MSMAR-RL: Multi-Step Masked-Attention Recovery Reinforcement Learning for Safe Maneuver Decision in High-Speed Pursuit-Evasion Game
MSMAR-RL: Multi-Step Masked-Attention Recovery Reinforcement Learning for Safe Maneuver Decision in High-Speed Pursuit-Evasion Game
Yang Zhao, Wenzhe Zhao, Xuelong Li
Proceedings of the Thirty-Fourth International Joint Conference on Artificial Intelligence
Main Track. Pages 311-319.
https://doi.org/10.24963/ijcai.2025/36
Ensuring the safety of high-speed agent in dynamic adversarial environments, such as pursuit-evasion games with target-purchase and obstacle-avoidance, is a significant challenge. Existing reinforcement learning methods often fail to balance safety and reward under strict safety constraints and diverse environmental conditions.

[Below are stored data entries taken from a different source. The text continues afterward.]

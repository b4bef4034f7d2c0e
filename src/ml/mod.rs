// ============================================================
// Layer 5 — ML / Model Layer (Burn)
// ============================================================
// The scoring model and the loop that trains it.
//
//   accumulator.rs — windowed and per-phase metric bookkeeping
//                    (plain f64 math, no tensors)
//
//   model.rs       — RelevanceModel trait and the CLSM scorer:
//                    Conv1d → tanh → max-pool → Linear → tanh
//                    per side, cosine similarity, Linear(1→1)
//
//   snapshot.rs    — host copies of parameters and gradients
//                    for histogram summaries
//
//   trainer.rs     — train + validation phases per epoch,
//                    Adam with weight decay, checkpoint policy
//
// Reference: Burn Book §3 (Building Blocks)
//            Burn Book §5 (Training)
//            Shen et al. (2014) A Latent Semantic Model with
//            Convolutional-Pooling Structure

/// Loss / accuracy / recall aggregation
pub mod accumulator;

/// Relevance scoring model
pub mod model;

/// Parameter and gradient histograms
pub mod snapshot;

/// Epoch loop with validation and checkpointing
pub mod trainer;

To address these limitations, this paper proposes a novel zero-constraint-violation recovery RL framework tailored for high-speed uav pursuit-evasion combat games. The framework includes three key innovations. (1) An extendable multi-step reach-avoid theory: we provide a zero-constraint-violation safety guarantee for multi-strategy reinforcement learning and enabling early danger detection in high speed game. (2) A masked-attention recovery strategy: we introduce a padding-mask attention architecture to handle spatiotemporal variations in dynamic obstacles with varying threat levels. (3) Experimental validation: we validate the framework in obstacle-rich pursuit-evasion scenarios, demonstrating its superiority through comparison with other algorithm and ablation studies. Our approach also shows potential for extension to other rapid-motion tasks and more complex hazardous scenarios. Details and code could be found at https://msmar-rl.github.io.
Keywords:
Agent-based and Multi-agent Systems: MAS: Agent theories and models
AI Ethics, Trust, Fairness: ETF: Safety and robustness
Machine Learning: ML: Reinforcement learning
Robotics: ROB: Learning in robotics